Governor Tina Kotek recently signed House Bill 2065, which requires public utilities to provide groups needing microgrids in their area with the required information, and House Bill 2066, which calls on the state’s Public Utility Commission to “establish a regulatory framework for allowing the ownership, deployment, and use of microgrids and community microgrids within the service territories of electric companies,” into law. Both are the first of their kind in the country.
“Red tape should never get in the way of technology that could mean the difference between fast, efficient electricity restoration and delays and risk when power outages strike,” Kotek said in a statement. “These new laws will help bring more microgrids online faster and deliver cost savings to consumers in every part of the state.”
Prior to these laws, entities hoping to build and own their own microgrids faced legal hurdles and bureaucratic bottlenecks when they tried to set them up, Sustainable Northwest President Dylan Kruse told Tech Brew. Sustainable Northwest is a clean tech and regenerative farming nonprofit that helped draft both bills and will help create the regulatory framework.
“We’re seeing increased demand on the grid and decreasing reliability. A lot of communities, particularly in these rural and tribal communities that are out at the end of the line with less reliable infrastructure, are really feeling the brunt of those changes,” Kruse said. “This is about creating another option, another tool in the toolbox. Because it’s going to take an all-of-the-above strategy.”
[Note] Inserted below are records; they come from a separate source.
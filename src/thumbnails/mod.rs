//! JPEG thumbnails for the map popups and the gallery sidebar.

use crate::adapters::exif_reader;
use crate::domain::model::OutputFile;
use crate::domain::ports::Storage;
use crate::domain::THUMBS_DIR;
use crate::utils::error::{catch_panic, PhotoMapError, Result};
use image::codecs::jpeg::JpegEncoder;
use image::imageops::FilterType;
use image::{DynamicImage, ImageReader};
use std::collections::HashMap;
use std::path::{Path, PathBuf};
use std::sync::Arc;
use tokio::sync::Semaphore;
use tokio::task::JoinSet;

#[derive(Debug, Clone, Copy, PartialEq, Eq)]
pub struct ThumbnailOptions {
    /// Bounding box edge in pixels; aspect ratio is kept.
    pub size: u32,
    pub quality: u8,
    pub workers: usize,
}

impl Default for ThumbnailOptions {
    fn default() -> Self {
        Self {
            size: 256,
            quality: 85,
            workers: 4,
        }
    }
}

/// Result of a thumbnail pass: where each photo's thumbnail lives, plus the newly
/// rendered files that still have to be written.
#[derive(Debug, Default)]
pub struct ThumbnailSet {
    pub mapping: HashMap<PathBuf, String>,
    pub rendered: Vec<OutputFile>,
    pub reused: usize,
    pub failed: usize,
}

/// `<stem>_<12 hex chars of the path hash>.jpg`; the hash keeps equal stems from
/// different folders apart.
pub fn thumbnail_name(src: &Path) -> String {
    let hash = blake3::hash(src.to_string_lossy().as_bytes()).to_hex();
    let stem = src
        .file_stem()
        .map(|s| s.to_string_lossy().into_owned())
        .unwrap_or_else(|| "photo".to_string());
    format!("{}_{}.jpg", stem, &hash.as_str()[..12])
}

pub fn thumbnail_rel_path(src: &Path) -> String {
    format!("{}/{}", THUMBS_DIR, thumbnail_name(src))
}

/// Decodes `src`, shrinks it into the bounding box, turns it upright and encodes a JPEG.
pub fn render_thumbnail(src: &Path, options: &ThumbnailOptions) -> Result<Vec<u8>> {
    let image = ImageReader::open(src)?.with_guessed_format()?.decode()?;

    let image = if image.width() > options.size || image.height() > options.size {
        image.resize(options.size, options.size, FilterType::Lanczos3)
    } else {
        image
    };

    let image = match exif_reader::read_orientation(src) {
        Some(orientation) => apply_orientation(image, orientation),
        None => image,
    };

    let rgb = image.to_rgb8();
    let mut bytes = Vec::new();
    {
        let mut encoder = JpegEncoder::new_with_quality(&mut bytes, options.quality);
        encoder.encode_image(&rgb)?;
    }
    Ok(bytes)
}

/// Rotates/flips pixels so that an image tagged with EXIF orientation `1..=8` displays upright.
pub fn apply_orientation(image: DynamicImage, orientation: u32) -> DynamicImage {
    match orientation {
        2 => image.fliph(),
        3 => image.rotate180(),
        4 => image.flipv(),
        5 => image.rotate90().fliph(),
        6 => image.rotate90(),
        7 => image.rotate270().fliph(),
        8 => image.rotate270(),
        _ => image,
    }
}

/// Renders thumbnails for `paths` on blocking workers, at most `options.workers` at a time.
///
/// Thumbnails already present in `storage` are reused. Files that cannot be decoded
/// are left out of the mapping.
pub async fn make_thumbnails<S: Storage>(
    storage: &S,
    paths: Vec<PathBuf>,
    options: ThumbnailOptions,
) -> Result<ThumbnailSet> {
    make_thumbnails_with(storage, paths, options, render_thumbnail).await
}

async fn make_thumbnails_with<S, F>(
    storage: &S,
    paths: Vec<PathBuf>,
    options: ThumbnailOptions,
    render: F,
) -> Result<ThumbnailSet>
where
    S: Storage,
    F: Fn(&Path, &ThumbnailOptions) -> Result<Vec<u8>> + Copy + Send + 'static,
{
    let mut set = ThumbnailSet::default();
    let semaphore = Arc::new(Semaphore::new(options.workers.max(1)));
    let mut tasks = JoinSet::new();

    for path in paths {
        let rel = thumbnail_rel_path(&path);
        if storage.exists(&rel).await {
            set.mapping.insert(path, rel);
            set.reused += 1;
            continue;
        }

        let permit = Arc::clone(&semaphore)
            .acquire_owned()
            .await
            .map_err(|e| PhotoMapError::processing(e.to_string()))?;
        tasks.spawn_blocking(move || {
            let _permit = permit;
            let rendered = catch_panic(|| render(&path, &options)).and_then(|r| r);
            (path, rel, rendered)
        });
    }

    while let Some(joined) = tasks.join_next().await {
        let (path, rel, rendered) = match joined {
            Ok(done) => done,
            Err(e) => {
                tracing::warn!("Thumbnail task did not complete: {}", e);
                set.failed += 1;
                continue;
            }
        };
        match rendered {
            Ok(bytes) => {
                set.rendered.push(OutputFile::new(rel.clone(), bytes));
                set.mapping.insert(path, rel);
            }
            Err(e) => {
                tracing::debug!("No thumbnail for {}: {}", path.display(), e);
                set.failed += 1;
            }
        }
    }

    // Deterministic write order.
    set.rendered.sort_by(|a, b| a.relative_path.cmp(&b.relative_path));

    tracing::debug!(
        "Thumbnails: {} rendered, {} reused, {} failed",
        set.rendered.len(),
        set.reused,
        set.failed
    );
    Ok(set)
}

#[cfg(test)]
mod tests {
    use super::*;
    use crate::adapters::exif_reader::fixtures::{jpeg_with_exif, sydney_tiff};
    use crate::config::LocalStorage;
    use image::{GenericImageView, RgbImage};
    use tempfile::TempDir;

    #[test]
    fn test_thumbnail_name_is_stable_and_path_dependent() {
        let a = thumbnail_name(Path::new("img/2019/IMG_0001.JPG"));
        let b = thumbnail_name(Path::new("img/2020/IMG_0001.JPG"));

        assert!(a.starts_with("IMG_0001_"));
        assert!(a.ends_with(".jpg"));
        assert_eq!(a.len(), "IMG_0001_".len() + 12 + ".jpg".len());
        assert_ne!(a, b);
        assert_eq!(a, thumbnail_name(Path::new("img/2019/IMG_0001.JPG")));
        assert_eq!(
            thumbnail_rel_path(Path::new("img/2019/IMG_0001.JPG")),
            format!("thumbs/{}", a)
        );
    }

    #[test]
    fn test_render_keeps_aspect_ratio() {
        let dir = TempDir::new().unwrap();
        let src = dir.path().join("wide.png");
        RgbImage::new(800, 400).save(&src).unwrap();

        let bytes = render_thumbnail(&src, &ThumbnailOptions::default()).unwrap();
        let thumb = image::load_from_memory(&bytes).unwrap();
        assert_eq!(thumb.dimensions(), (256, 128));
    }

    #[test]
    fn test_render_does_not_upscale() {
        let dir = TempDir::new().unwrap();
        let src = dir.path().join("small.png");
        RgbImage::new(40, 30).save(&src).unwrap();

        let bytes = render_thumbnail(&src, &ThumbnailOptions::default()).unwrap();
        let thumb = image::load_from_memory(&bytes).unwrap();
        assert_eq!(thumb.dimensions(), (40, 30));
    }

    #[test]
    fn test_apply_orientation_swaps_dimensions() {
        let image = DynamicImage::ImageRgb8(RgbImage::new(20, 10));
        assert_eq!(apply_orientation(image.clone(), 6).dimensions(), (10, 20));
        assert_eq!(apply_orientation(image.clone(), 3).dimensions(), (20, 10));
        assert_eq!(apply_orientation(image, 1).dimensions(), (20, 10));
    }

    #[test]
    fn test_render_honours_exif_orientation() {
        let dir = TempDir::new().unwrap();
        let src = dir.path().join("portrait.jpg");
        std::fs::write(&src, jpeg_with_exif(40, 20, &sydney_tiff(6))).unwrap();

        let bytes = render_thumbnail(&src, &ThumbnailOptions::default()).unwrap();
        let thumb = image::load_from_memory(&bytes).unwrap();
        assert_eq!(thumb.dimensions(), (20, 40));
    }

    #[tokio::test]
    async fn test_make_thumbnails_reuses_and_skips() {
        let photos = TempDir::new().unwrap();
        let out = TempDir::new().unwrap();
        let storage = LocalStorage::new(out.path());

        let good = photos.path().join("good.png");
        RgbImage::new(300, 300).save(&good).unwrap();
        let cached = photos.path().join("cached.png");
        RgbImage::new(300, 300).save(&cached).unwrap();
        let broken = photos.path().join("broken.jpg");
        std::fs::write(&broken, b"nope").unwrap();

        storage
            .write_file(&thumbnail_rel_path(&cached), b"cached-bytes")
            .await
            .unwrap();

        let set = make_thumbnails(
            &storage,
            vec![good.clone(), cached.clone(), broken.clone()],
            ThumbnailOptions::default(),
        )
        .await
        .unwrap();

        assert_eq!(set.reused, 1);
        assert_eq!(set.failed, 1);
        assert_eq!(set.rendered.len(), 1);
        assert_eq!(set.rendered[0].relative_path, thumbnail_rel_path(&good));
        assert!(set.mapping.contains_key(&good));
        assert!(set.mapping.contains_key(&cached));
        assert!(!set.mapping.contains_key(&broken));
    }

    #[tokio::test]
    async fn test_panicking_decoder_only_fails_that_photo() {
        let photos = TempDir::new().unwrap();
        let out = TempDir::new().unwrap();
        let storage = LocalStorage::new(out.path());

        let fine = photos.path().join("fine.png");
        RgbImage::new(64, 64).save(&fine).unwrap();
        let cursed = photos.path().join("cursed.png");
        RgbImage::new(64, 64).save(&cursed).unwrap();

        fn render(src: &Path, options: &ThumbnailOptions) -> Result<Vec<u8>> {
            if src.ends_with("cursed.png") {
                panic!("decoder blew up");
            }
            render_thumbnail(src, options)
        }

        let set = make_thumbnails_with(
            &storage,
            vec![fine.clone(), cursed.clone()],
            ThumbnailOptions::default(),
            render,
        )
        .await
        .unwrap();

        assert_eq!(set.failed, 1);
        assert_eq!(set.rendered.len(), 1);
        assert!(set.mapping.contains_key(&fine));
        assert!(!set.mapping.contains_key(&cursed));
    }
}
Kruse said that the laws are “technology-agnostic,” meaning future microgrids can run on any source of energy, but communities looking to install the technology that Sustainable Northwest has talked with are interested in renewables, including solar and hydro power, and backup power using battery storage.
“It’s an important step forward in the evolution of the energy space,” Kruse said of the laws. “And it’s showing state leadership and showing better local leadership for people and rate payers to get the best value out of what they’re ultimately paying for.”